Good way to replace invalid characters in firebase keys?

My use case is saving a user's info. When I try to save data to Firebase using the user's email address as a key, Firebase throws the following error:
Error: Invalid key e#e.ee (cannot contain .$[]#)
So, apparently, I cannot index user info by their email. What is the best practice to replace the .?
I've had success changing the . to a - but that won't cut it since some email's have -s in the address.
Currently, I'm using
var cleanEmail = email.replace('.','`');
but there are likely going to be conflicts down the line with this.

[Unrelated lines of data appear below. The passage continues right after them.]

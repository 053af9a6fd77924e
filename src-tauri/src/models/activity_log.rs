use chrono::{DateTime, Utc};
use serde::{Deserialize, Serialize};
use std::sync::Mutex;

/// 日志条目严重级别
///
/// 决定前端渲染样式,不参与任何控制流。
#[derive(Debug, Clone, Copy, PartialEq, Eq, Serialize, Deserialize)]
#[serde(rename_all = "snake_case")]
pub enum LogSeverity {
    Normal,
    Info,
    Success,
    Error,
}

/// 活动日志条目
///
/// 追加后不可变更。
#[derive(Debug, Clone, Serialize, Deserialize)]
pub struct LogEntry {
    pub timestamp: DateTime<Utc>,
    pub message: String,
    pub severity: LogSeverity,
}

/// 占位条目文案: 清空或初始时的唯一内容
const PLACEHOLDER: &str = "准备就绪，等待指令...";

/// 活动日志
///
/// 登录控制器与任务执行器共用的追加式记录,严格按追加顺序排列。
/// 仅支持两种写操作: 追加一条、整体清空(以占位条目替换)。
pub struct ActivityLog {
    entries: Mutex<Vec<LogEntry>>,
}

impl ActivityLog {
    pub fn new() -> Self {
        Self {
            entries: Mutex::new(vec![Self::placeholder()]),
        }
    }

    fn placeholder() -> LogEntry {
        LogEntry {
            timestamp: Utc::now(),
            message: PLACEHOLDER.to_string(),
            severity: LogSeverity::Normal,
        }
    }

    /// 追加一条日志
    pub fn append(&self, message: impl Into<String>, severity: LogSeverity) {
        let entry = LogEntry {
            timestamp: Utc::now(),
            message: message.into(),
            severity,
        };
        self.entries
            .lock()
            .expect("activity log poisoned")
            .push(entry);
    }

    /// 当前全部条目的快照
    pub fn entries(&self) -> Vec<LogEntry> {
        self.entries
            .lock()
            .expect("activity log poisoned")
            .clone()
    }

    /// 清空日志,恢复占位条目
    pub fn clear(&self) {
        let mut guard = self.entries.lock().expect("activity log poisoned");
        guard.clear();
        guard.push(Self::placeholder());
    }

    /// 条目数量 (含占位条目)
    pub fn len(&self) -> usize {
        self.entries.lock().expect("activity log poisoned").len()
    }

    pub fn is_empty(&self) -> bool {
        self.len() == 0
    }
}

impl Default for ActivityLog {
    fn default() -> Self {
        Self::new()
    }
}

In the email address, replace the dot . with a comma ,. This pattern is best practice.
The comma , is not an allowable character in email addresses but it is allowable in a Firebase key. Symmetrically, the dot . is an allowable character in email addresses but it is not allowable in a Firebase key. So direct substitution will solve your problem. You can index email addresses without looping.

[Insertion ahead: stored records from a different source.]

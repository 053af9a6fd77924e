use serde::{Deserialize, Serialize};

/// 扫码成功,跳转URL待解析
pub const POLL_CODE_SUCCESS: i64 = 0;
/// 已扫码,等待手机端确认
pub const POLL_CODE_SCANNED: i64 = 86090;
/// 二维码已过期
pub const POLL_CODE_EXPIRED: i64 = 86038;

/// 轮询间隔(秒)
pub const POLL_INTERVAL_SECS: u64 = 3;

/// 登录状态
///
/// 状态转换流程:
/// Idle -> IssuingCode -> AwaitingScan -> Scanned -> Authenticated
///              |              |            |
///              |              +------------+---> Expired (code 86038)
///              |                           |
///              |                           +---> ParseFailed (跳转URL残缺)
///              +---> IssueFailed (获取二维码失败)
///
/// 四个终态对当前登录尝试是吸收态,只有显式重新发起登录才能离开。
#[derive(Debug, Clone, Copy, PartialEq, Eq, Serialize, Deserialize)]
#[serde(rename_all = "snake_case")]
pub enum LoginState {
    /// 未发起登录
    Idle,

    /// 正在获取二维码
    IssuingCode,

    /// 等待扫码
    AwaitingScan,

    /// 已扫码,等待确认
    Scanned,

    /// 登录成功,会话已持久化
    Authenticated,

    /// 二维码已过期
    Expired,

    /// 获取二维码失败
    IssueFailed,

    /// 跳转URL解析失败
    ParseFailed,
}

impl LoginState {
    /// 是否为当前尝试的终态
    ///
    /// 终态下任何轮询结果都不再改变状态,直到显式重启。
    pub fn is_terminal(&self) -> bool {
        matches!(
            self,
            LoginState::Authenticated
                | LoginState::Expired
                | LoginState::IssueFailed
                | LoginState::ParseFailed
        )
    }

    /// 是否处于轮询窗口
    pub fn is_polling(&self) -> bool {
        matches!(self, LoginState::AwaitingScan | LoginState::Scanned)
    }
}

/// 单次轮询结果
///
/// 每个tick产生一次,只被消费,不被存储。
#[derive(Debug, Clone, Serialize, Deserialize)]
pub struct PollResult {
    /// 状态码 (0成功 / 86090已扫码 / 86038过期 / 其他继续等待)
    pub code: i64,

    /// 跳转URL (仅code=0时有意义)
    #[serde(default)]
    pub url: Option<String>,
}

/// 一次tick应用后的动作指示
#[derive(Debug, Clone, PartialEq, Eq)]
pub enum PollStep {
    /// 无状态变化,继续轮询
    KeepPolling,

    /// 从等待扫码转入已扫码,继续轮询
    Scanned,

    /// 扫码确认成功,停止轮询并解析跳转URL
    Success { redirect_url: Option<String> },

    /// 二维码过期,停止轮询,等待用户显式重启
    Expired,

    /// 过期尝试或终态下到达的tick,直接丢弃
    Ignored,
}

/// 登录流程状态机
///
/// 纯状态转换,不涉及网络与定时器;轮询循环负责产生
/// `PollResult` 并在此处应用。每次重新发起登录都会递增
/// 尝试代数(attempt),迟到的tick凭代数被丢弃,保证轮询结果
/// 永远不会作用到已被取代的登录尝试上。
#[derive(Debug)]
pub struct LoginFlow {
    state: LoginState,
    qrcode_key: Option<String>,
    attempt: u64,
}

impl LoginFlow {
    pub fn new() -> Self {
        Self {
            state: LoginState::Idle,
            qrcode_key: None,
            attempt: 0,
        }
    }

    pub fn state(&self) -> LoginState {
        self.state
    }

    pub fn attempt(&self) -> u64 {
        self.attempt
    }

    /// 当前登录码 (仅轮询窗口内有值)
    pub fn qrcode_key(&self) -> Option<&str> {
        self.qrcode_key.as_deref()
    }

    /// 发起新的登录尝试
    ///
    /// 无条件可用: 从任何状态(包括终态)进入 IssuingCode,
    /// 旧的登录码立即作废,返回新的尝试代数。
    pub fn begin_attempt(&mut self) -> u64 {
        self.attempt += 1;
        self.state = LoginState::IssuingCode;
        self.qrcode_key = None;
        self.attempt
    }

    /// 二维码获取成功,进入轮询窗口
    ///
    /// 返回false表示该尝试已被取代,调用方不应启动轮询。
    pub fn code_issued(&mut self, attempt: u64, qrcode_key: String) -> bool {
        if attempt != self.attempt || self.state != LoginState::IssuingCode {
            return false;
        }
        self.qrcode_key = Some(qrcode_key);
        self.state = LoginState::AwaitingScan;
        true
    }

    /// 二维码获取失败,终态 IssueFailed
    pub fn issue_failed(&mut self, attempt: u64) -> bool {
        if attempt != self.attempt || self.state != LoginState::IssuingCode {
            return false;
        }
        self.state = LoginState::IssueFailed;
        true
    }

    /// 应用一次轮询结果
    ///
    /// 过期代数或非轮询窗口下的tick一律返回 `Ignored`。
    pub fn apply_poll(&mut self, attempt: u64, result: &PollResult) -> PollStep {
        if attempt != self.attempt || !self.state.is_polling() {
            return PollStep::Ignored;
        }

        match result.code {
            POLL_CODE_SUCCESS => PollStep::Success {
                redirect_url: result.url.clone(),
            },
            POLL_CODE_SCANNED => {
                if self.state == LoginState::AwaitingScan {
                    self.state = LoginState::Scanned;
                    PollStep::Scanned
                } else {
                    PollStep::KeepPolling
                }
            }
            POLL_CODE_EXPIRED => {
                self.state = LoginState::Expired;
                self.qrcode_key = None;
                PollStep::Expired
            }
            _ => PollStep::KeepPolling,
        }
    }

    /// 跳转URL解析成功,会话已交付存储
    pub fn mark_authenticated(&mut self, attempt: u64) -> bool {
        if attempt != self.attempt || !self.state.is_polling() {
            return false;
        }
        self.state = LoginState::Authenticated;
        self.qrcode_key = None;
        true
    }

    /// 跳转URL解析失败,终态 ParseFailed
    pub fn mark_parse_failed(&mut self, attempt: u64) -> bool {
        if attempt != self.attempt || !self.state.is_polling() {
            return false;
        }
        self.state = LoginState::ParseFailed;
        self.qrcode_key = None;
        true
    }

    /// 登出或冷启动复位
    pub fn reset(&mut self) {
        self.attempt += 1;
        self.state = LoginState::Idle;
        self.qrcode_key = None;
    }
}

impl Default for LoginFlow {
    fn default() -> Self {
        Self::new()
    }
}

You also have another issue.
const cleanEmail = email.replace('.',','); // only replaces first dot
will only replace the first dot . But email addresses can have multiple dots. To replace all the dots, use a regular expression.
const cleanEmail = email.replace(/\./g, ','); // replaces all dots
Or alternatively, you could also use the split() - join() pattern to replace all dots.
const cleanEmail = email.split('.').join(','); // also replaces all dots
We've dealt with this issue many times and while on the surface it seems like using an email as a key is a simple solution, it leads to a lot of other issues: having to clean/parse the email so it can actually be used. What if the email changes?
We have found that changing the format of how the data is stored is a better path. Suppose you just need to store one thing, the user name.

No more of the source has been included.